Staff utilization is a hot-ticket item for professional services firms. But despite the constant emphasis on it, few truly understand what it means or why it matters.

Let’s start with the definition: utilization is the ratio of billable hours to total hours worked. The higher the utilization, the more time someone spent on billable (project) work.

That gives you some insight into how “productive” staff are, but it’s an incomplete metric on its own. To get real value from it, you need to overlay it with contract terms and pair it with other metrics.

This edition focuses on contract terms.

Contract terms matter a lot. If you have staff working on a project that are invoiced by the hour (i.e., time and materials), you’re financially incentivized to bill as much time as possible. Utilization directly drives revenue.

Lump sum contracts flip that logic. These are invoiced by deliverable or milestone, not hours spent, so hours on the project become costs that eat into profit. Here, you’re financially incentivized to limit the time it takes to complete the work.

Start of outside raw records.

//! Renderer trait abstraction.

use crate::fonts::GlyphOutlines;
use snapmark_core::style::SerializableColor;
use snapmark_core::{Editor, Scene, Selection};
use thiserror::Error;

/// Renderer errors.
#[derive(Debug, Error)]
pub enum RendererError {
    #[error("Surface error: {0}")]
    Surface(String),
    #[error("Encode failed: {0}")]
    Encode(String),
}

/// Result type for renderer operations.
pub type RenderResult<T> = Result<T, RendererError>;

/// Where blur regions take their pixels from.
#[derive(Debug, Clone, Copy, PartialEq, Eq, Default)]
pub enum BlurSampling {
    /// The base image and paint layer only, captured before any element is
    /// drawn. Elements under a blur region stay sharp.
    #[default]
    BaseLayer,
    /// Everything painted so far, including earlier elements.
    PaintedBelow,
}

/// Options that change how a frame is drawn.
#[derive(Debug, Clone, Copy, PartialEq, Eq, Default)]
pub struct RenderOptions {
    pub blur_sampling: BlurSampling,
}

/// Context for a single render frame.
pub struct RenderContext<'a> {
    /// The scene to render.
    pub scene: &'a Scene,
    /// Indices to decorate with a selection outline and handles.
    pub selection: &'a Selection,
    /// Text metrics and glyph outlines.
    pub fonts: &'a dyn GlyphOutlines,
    /// Selection outline and handle stroke color.
    pub selection_color: SerializableColor,
    pub options: RenderOptions,
}

impl<'a> RenderContext<'a> {
    /// Create a new render context.
    pub fn new(scene: &'a Scene, selection: &'a Selection, fonts: &'a dyn GlyphOutlines) -> Self {
        Self {
            scene,
            selection,
            fonts,
            selection_color: SerializableColor::blue(),
            options: RenderOptions::default(),
        }
    }

    /// Context for the editor's current state, using its fonts and
    /// configured selection color.
    pub fn from_editor<M: GlyphOutlines>(editor: &'a Editor<M>) -> Self {
        Self::new(editor.scene(), editor.selection(), editor.measure())
            .with_selection_color(editor.config().selection_color)
    }

    /// Set the selection highlight color.
    pub fn with_selection_color(mut self, color: SerializableColor) -> Self {
        self.selection_color = color;
        self
    }

    /// Set the render options.
    pub fn with_options(mut self, options: RenderOptions) -> Self {
        self.options = options;
        self
    }

    /// Set where blur regions sample from.
    pub fn with_blur_sampling(mut self, sampling: BlurSampling) -> Self {
        self.options.blur_sampling = sampling;
        self
    }
}

/// Trait for rendering backends.
///
/// Every call to [`render`](Renderer::render) redraws the whole frame from
/// the context; nothing from the previous frame is kept except caches.
pub trait Renderer: Send + Sync {
    /// Draw a frame.
    fn render(&mut self, ctx: &RenderContext) -> RenderResult<()>;

    /// Encode the last rendered frame as PNG.
    fn encode_png(&self) -> RenderResult<Vec<u8>>;
}

#[cfg(test)]
mod tests {
    use super::*;
    use snapmark_core::geometry::ApproximateMetrics;
    use snapmark_core::EditorConfig;

    #[test]
    fn test_context_defaults() {
        let scene = Scene::default();
        let selection = Selection::new();
        let ctx = RenderContext::new(&scene, &selection, &ApproximateMetrics);
        assert_eq!(ctx.selection_color, SerializableColor::blue());
        assert_eq!(ctx.options.blur_sampling, BlurSampling::BaseLayer);

        let ctx = ctx.with_blur_sampling(BlurSampling::PaintedBelow);
        assert_eq!(ctx.options.blur_sampling, BlurSampling::PaintedBelow);
    }

    #[test]
    fn test_context_from_editor_uses_configured_color() {
        let config = EditorConfig {
            selection_color: SerializableColor::new(255, 0, 0, 255),
            ..Default::default()
        };
        let editor = Editor::new(config);
        let ctx = RenderContext::from_editor(&editor);
        assert_eq!(ctx.selection_color, SerializableColor::new(255, 0, 0, 255));
        assert!(ctx.selection.is_empty());
    }
}
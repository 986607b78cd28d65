//! SnapMark Core Library
//!
//! Scene model and interaction engine for the SnapMark image annotator:
//! elements, bounds, hit testing, selection, the drag/resize state machine
//! and the editor operations built on them.

pub mod config;
pub mod editor;
pub mod elements;
pub mod error;
pub mod geometry;
pub mod handles;
pub mod hit_test;
pub mod input;
pub mod interaction;
pub mod loader;
pub mod scene;
pub mod selection;
pub mod style;

pub use config::EditorConfig;
pub use editor::Editor;
pub use elements::{Bitmap, BlurRegion, Element, ElementId, Image, SolidBox, Text, MIN_ELEMENT_SIZE};
pub use error::{ConfigError, DecodeError, EditorError, EditorResult};
pub use geometry::{bounds, ApproximateMetrics, TextMeasure};
pub use handles::{handle_points, Handle, HandlePosition, HANDLE_SIZE};
pub use hit_test::{element_at, resize_handle_at, HandleHit};
pub use input::{Key, KeyEvent, Modifiers, PointerEvent};
pub use interaction::{CursorHint, InteractionState};
pub use loader::{ImageDecoder, LoadOutcome, LoadPurpose, LoadTicket};
pub use scene::{BrushSegment, Scene};
pub use selection::Selection;
pub use style::{FontSpec, SerializableColor, StyleSettings};
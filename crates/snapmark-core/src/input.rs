//! Pointer and keyboard events, and the modifier state they update.

use kurbo::Point;
use serde::{Deserialize, Serialize};

/// Modifier keys state.
#[derive(Debug, Clone, Copy, Default, PartialEq, Eq, Serialize, Deserialize)]
pub struct Modifiers {
    pub shift: bool,
    pub ctrl: bool,
    pub alt: bool,
    pub meta: bool,
}

impl Modifiers {
    pub const SHIFT: Modifiers = Modifiers {
        shift: true,
        ctrl: false,
        alt: false,
        meta: false,
    };
}

/// Pointer event in canvas coordinates.
#[derive(Debug, Clone, Copy, PartialEq, Serialize, Deserialize)]
#[serde(tag = "type", rename_all = "snake_case")]
pub enum PointerEvent {
    Down { position: Point },
    Move { position: Point },
    Up { position: Point },
    /// Pointer left the canvas.
    Leave,
}

impl PointerEvent {
    pub fn position(&self) -> Option<Point> {
        match self {
            PointerEvent::Down { position }
            | PointerEvent::Move { position }
            | PointerEvent::Up { position } => Some(*position),
            PointerEvent::Leave => None,
        }
    }
}

/// Keys the editor reacts to.
#[derive(Debug, Clone, PartialEq, Eq, Serialize, Deserialize)]
#[serde(rename_all = "snake_case")]
pub enum Key {
    Delete,
    Backspace,
    Shift,
    Control,
    Alt,
    Meta,
    Escape,
    Other(String),
}

impl Key {
    /// Map a key name as reported by a windowing layer (`"Delete"`,
    /// `"Shift"`, ...).
    pub fn from_name(name: &str) -> Self {
        match name {
            "Delete" => Key::Delete,
            "Backspace" => Key::Backspace,
            "Shift" => Key::Shift,
            "Control" => Key::Control,
            "Alt" => Key::Alt,
            "Meta" => Key::Meta,
            "Escape" => Key::Escape,
            other => Key::Other(other.to_string()),
        }
    }

    /// Whether this key deletes the selection.
    pub fn is_delete(&self) -> bool {
        matches!(self, Key::Delete | Key::Backspace)
    }
}

/// Keyboard event type.
#[derive(Debug, Clone, PartialEq, Eq, Serialize, Deserialize)]
#[serde(tag = "type", content = "key", rename_all = "snake_case")]
pub enum KeyEvent {
    Pressed(Key),
    Released(Key),
}

/// Tracks the pointer position and held modifiers across events.
#[derive(Debug, Clone, Default)]
pub struct InputState {
    /// Last known pointer position, if the pointer is over the canvas.
    pub pointer_position: Option<Point>,
    /// Current modifier keys state.
    pub modifiers: Modifiers,
}

impl InputState {
    pub fn new() -> Self {
        Self::default()
    }

    /// Process a pointer event.
    pub fn handle_pointer_event(&mut self, event: &PointerEvent) {
        self.pointer_position = event.position();
    }

    /// Process a key event, tracking modifier keys.
    pub fn handle_key_event(&mut self, event: &KeyEvent) {
        let (key, down) = match event {
            KeyEvent::Pressed(key) => (key, true),
            KeyEvent::Released(key) => (key, false),
        };
        match key {
            Key::Shift => self.modifiers.shift = down,
            Key::Control => self.modifiers.ctrl = down,
            Key::Alt => self.modifiers.alt = down,
            Key::Meta => self.modifiers.meta = down,
            _ => {}
        }
    }

    /// Update modifier keys state.
    pub fn set_modifiers(&mut self, modifiers: Modifiers) {
        self.modifiers = modifiers;
    }

    pub fn shift(&self) -> bool {
        self.modifiers.shift
    }
}

#[cfg(test)]
mod tests {
    use super::*;

    #[test]
    fn test_modifier_tracking() {
        let mut input = InputState::new();
        input.handle_key_event(&KeyEvent::Pressed(Key::Shift));
        assert!(input.shift());
        input.handle_key_event(&KeyEvent::Pressed(Key::Delete));
        assert!(input.shift());
        input.handle_key_event(&KeyEvent::Released(Key::Shift));
        assert!(!input.shift());
    }

    #[test]
    fn test_pointer_position() {
        let mut input = InputState::new();
        input.handle_pointer_event(&PointerEvent::Move {
            position: Point::new(3.0, 4.0),
        });
        assert_eq!(input.pointer_position, Some(Point::new(3.0, 4.0)));
        input.handle_pointer_event(&PointerEvent::Leave);
        assert_eq!(input.pointer_position, None);
    }

    #[test]
    fn test_key_names() {
        assert_eq!(Key::from_name("Backspace"), Key::Backspace);
        assert!(Key::from_name("Delete").is_delete());
        assert_eq!(Key::from_name("a"), Key::Other("a".to_string()));
    }

    #[test]
    fn test_event_serde() {
        let event: PointerEvent =
            serde_json::from_str(r#"{ "type": "down", "position": { "x": 1.0, "y": 2.0 } }"#).unwrap();
        assert_eq!(event.position(), Some(Point::new(1.0, 2.0)));

        let key: KeyEvent = serde_json::from_str(r#"{ "type": "pressed", "key": "delete" }"#).unwrap();
        assert_eq!(key, KeyEvent::Pressed(Key::Delete));
    }
}
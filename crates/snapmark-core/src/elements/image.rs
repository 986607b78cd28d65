//! Image element for overlaying raster images.

use super::{Bitmap, ElementId};
use kurbo::{Point, Rect};
use serde::{Deserialize, Serialize};
use uuid::Uuid;

/// An overlay image drawn scaled into its rectangle.
#[derive(Debug, Clone, PartialEq, Serialize, Deserialize)]
pub struct Image {
    pub(crate) id: ElementId,
    /// Top-left corner position.
    pub position: Point,
    /// Display width.
    pub width: f64,
    /// Display height.
    pub height: f64,
    /// Decoded pixels; not part of the serialized form.
    #[serde(skip)]
    pub bitmap: Bitmap,
}

impl Image {
    /// Create an image element displayed at `width` x `height`.
    pub fn new(position: Point, width: f64, height: f64, bitmap: Bitmap) -> Self {
        Self {
            id: Uuid::new_v4(),
            position,
            width,
            height,
            bitmap,
        }
    }

    pub fn id(&self) -> ElementId {
        self.id
    }

    pub fn as_rect(&self) -> Rect {
        Rect::from_origin_size(self.position, (self.width, self.height))
    }
}

#[cfg(test)]
mod tests {
    use super::*;

    #[test]
    fn test_image_rect_uses_display_size() {
        let bitmap = Bitmap::solid(400, 200, [255; 4]);
        let image = Image::new(Point::new(10.0, 10.0), 200.0, 100.0, bitmap);
        assert_eq!(image.as_rect(), Rect::new(10.0, 10.0, 210.0, 110.0));
        assert_eq!(image.bitmap.width(), 400);
    }
}
//! Decoded raster images shared between elements and the renderer.

use std::fmt;
use std::sync::Arc;
use uuid::Uuid;

/// Identifier of a decoded bitmap, used as the renderer's cache key.
pub type BitmapId = Uuid;

/// A decoded RGBA8 image with straight (non-premultiplied) alpha.
///
/// Cloning is cheap: the pixel buffer is shared.
#[derive(Clone)]
pub struct Bitmap {
    id: BitmapId,
    width: u32,
    height: u32,
    pixels: Arc<[u8]>,
}

impl Bitmap {
    /// Wrap an RGBA8 buffer. Returns `None` if the buffer length does not
    /// match `width * height * 4`.
    pub fn from_rgba8(width: u32, height: u32, pixels: Vec<u8>) -> Option<Self> {
        let expected = (width as usize)
            .checked_mul(height as usize)?
            .checked_mul(4)?;
        if pixels.len() != expected {
            return None;
        }
        Some(Self {
            id: Uuid::new_v4(),
            width,
            height,
            pixels: pixels.into(),
        })
    }

    /// A single-color bitmap.
    pub fn solid(width: u32, height: u32, rgba: [u8; 4]) -> Self {
        let pixels: Vec<u8> = rgba
            .iter()
            .copied()
            .cycle()
            .take(width as usize * height as usize * 4)
            .collect();
        Self {
            id: Uuid::new_v4(),
            width,
            height,
            pixels: pixels.into(),
        }
    }

    pub fn id(&self) -> BitmapId {
        self.id
    }

    pub fn width(&self) -> u32 {
        self.width
    }

    pub fn height(&self) -> u32 {
        self.height
    }

    /// Natural size as floating point.
    pub fn size(&self) -> kurbo::Size {
        kurbo::Size::new(self.width as f64, self.height as f64)
    }

    pub fn pixels(&self) -> &[u8] {
        &self.pixels
    }

    pub fn is_empty(&self) -> bool {
        self.width == 0 || self.height == 0
    }
}

impl Default for Bitmap {
    fn default() -> Self {
        Self::solid(0, 0, [0, 0, 0, 0])
    }
}

impl PartialEq for Bitmap {
    fn eq(&self, other: &Self) -> bool {
        self.id == other.id
    }
}

impl fmt::Debug for Bitmap {
    fn fmt(&self, f: &mut fmt::Formatter<'_>) -> fmt::Result {
        f.debug_struct("Bitmap")
            .field("id", &self.id)
            .field("width", &self.width)
            .field("height", &self.height)
            .finish_non_exhaustive()
    }
}

#[cfg(test)]
mod tests {
    use super::*;

    #[test]
    fn test_from_rgba8_checks_length() {
        assert!(Bitmap::from_rgba8(2, 2, vec![0; 16]).is_some());
        assert!(Bitmap::from_rgba8(2, 2, vec![0; 15]).is_none());
    }

    #[test]
    fn test_solid_fills_every_pixel() {
        let bitmap = Bitmap::solid(3, 2, [1, 2, 3, 4]);
        assert_eq!(bitmap.pixels().len(), 24);
        assert!(bitmap.pixels().chunks(4).all(|px| px == [1, 2, 3, 4]));
        assert!(!bitmap.is_empty());
        assert!(Bitmap::default().is_empty());
    }

    #[test]
    fn test_clone_shares_identity() {
        let bitmap = Bitmap::solid(1, 1, [0; 4]);
        let copy = bitmap.clone();
        assert_eq!(bitmap, copy);
        assert_ne!(bitmap, Bitmap::solid(1, 1, [0; 4]));
    }
}
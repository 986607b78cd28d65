//! SnapMark Application
//!
//! Command-line shell that loads a base image, replays a script of editing
//! steps against the editor and exports the annotated result as PNG.

mod app;
mod error;
mod script;

pub use app::{App, AppConfig, RunSummary};
pub use error::{AppError, AppResult};
pub use script::{parse_script, ScriptRunner, ScriptStep};
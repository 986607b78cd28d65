//! Solid filled box.

use super::ElementId;
use crate::style::{SerializableColor, StyleSettings};
use kurbo::{Point, Rect};
use serde::{Deserialize, Serialize};
use uuid::Uuid;

/// A filled rectangle with an optional outline.
#[derive(Debug, Clone, PartialEq, Serialize, Deserialize)]
pub struct SolidBox {
    pub(crate) id: ElementId,
    /// Top-left corner position.
    pub position: Point,
    pub width: f64,
    pub height: f64,
    pub color: SerializableColor,
    pub border_color: SerializableColor,
    /// Outline width (0 = no outline).
    pub border_size: f64,
}

impl SolidBox {
    /// Create a black box without outline.
    pub fn new(position: Point, width: f64, height: f64) -> Self {
        Self {
            id: Uuid::new_v4(),
            position,
            width,
            height,
            color: SerializableColor::black(),
            border_color: SerializableColor::black(),
            border_size: 0.0,
        }
    }

    /// Apply colors and outline width from the style settings.
    pub fn with_style(mut self, style: &StyleSettings) -> Self {
        self.color = style.color;
        self.border_color = style.border_color;
        self.border_size = style.border_size.max(0.0);
        self
    }

    pub fn id(&self) -> ElementId {
        self.id
    }

    pub fn as_rect(&self) -> Rect {
        Rect::from_origin_size(self.position, (self.width, self.height))
    }

    pub fn has_border(&self) -> bool {
        self.border_size > 0.0
    }
}

#[cfg(test)]
mod tests {
    use super::*;

    #[test]
    fn test_box_rect() {
        let b = SolidBox::new(Point::new(200.0, 150.0), 100.0, 50.0);
        assert_eq!(b.as_rect(), Rect::new(200.0, 150.0, 300.0, 200.0));
    }

    #[test]
    fn test_with_style_clamps_border() {
        let style = StyleSettings {
            border_size: -3.0,
            ..StyleSettings::default()
        };
        let b = SolidBox::new(Point::ZERO, 10.0, 10.0).with_style(&style);
        assert_eq!(b.border_size, 0.0);
        assert!(!b.has_border());
    }
}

Utilization still matters for lump sum work, but it needs to be approached differently. Instead of driving revenue directly, it measures opportunity cost. Limiting time on a single project reduces utilization. That means production staff has time left over for other work. So the name of the game here is to limit time spent individually on an array of lump sum projects (or tasks) simultaneously, such that the overall time spent per employee on billable work is high, while costs to each project are minimized.

Two contract types, two different mindsets for executing the work. Without considering the parameters of the contractual mechanism, you won’t be as effective as a manager.

Management Insights

Jim Collins (author, management consultant) on innovation:

“Innovation by itself turns out not to be the trump card we expected; more important is the ability to scale innovation, to blend creativity with discipline.”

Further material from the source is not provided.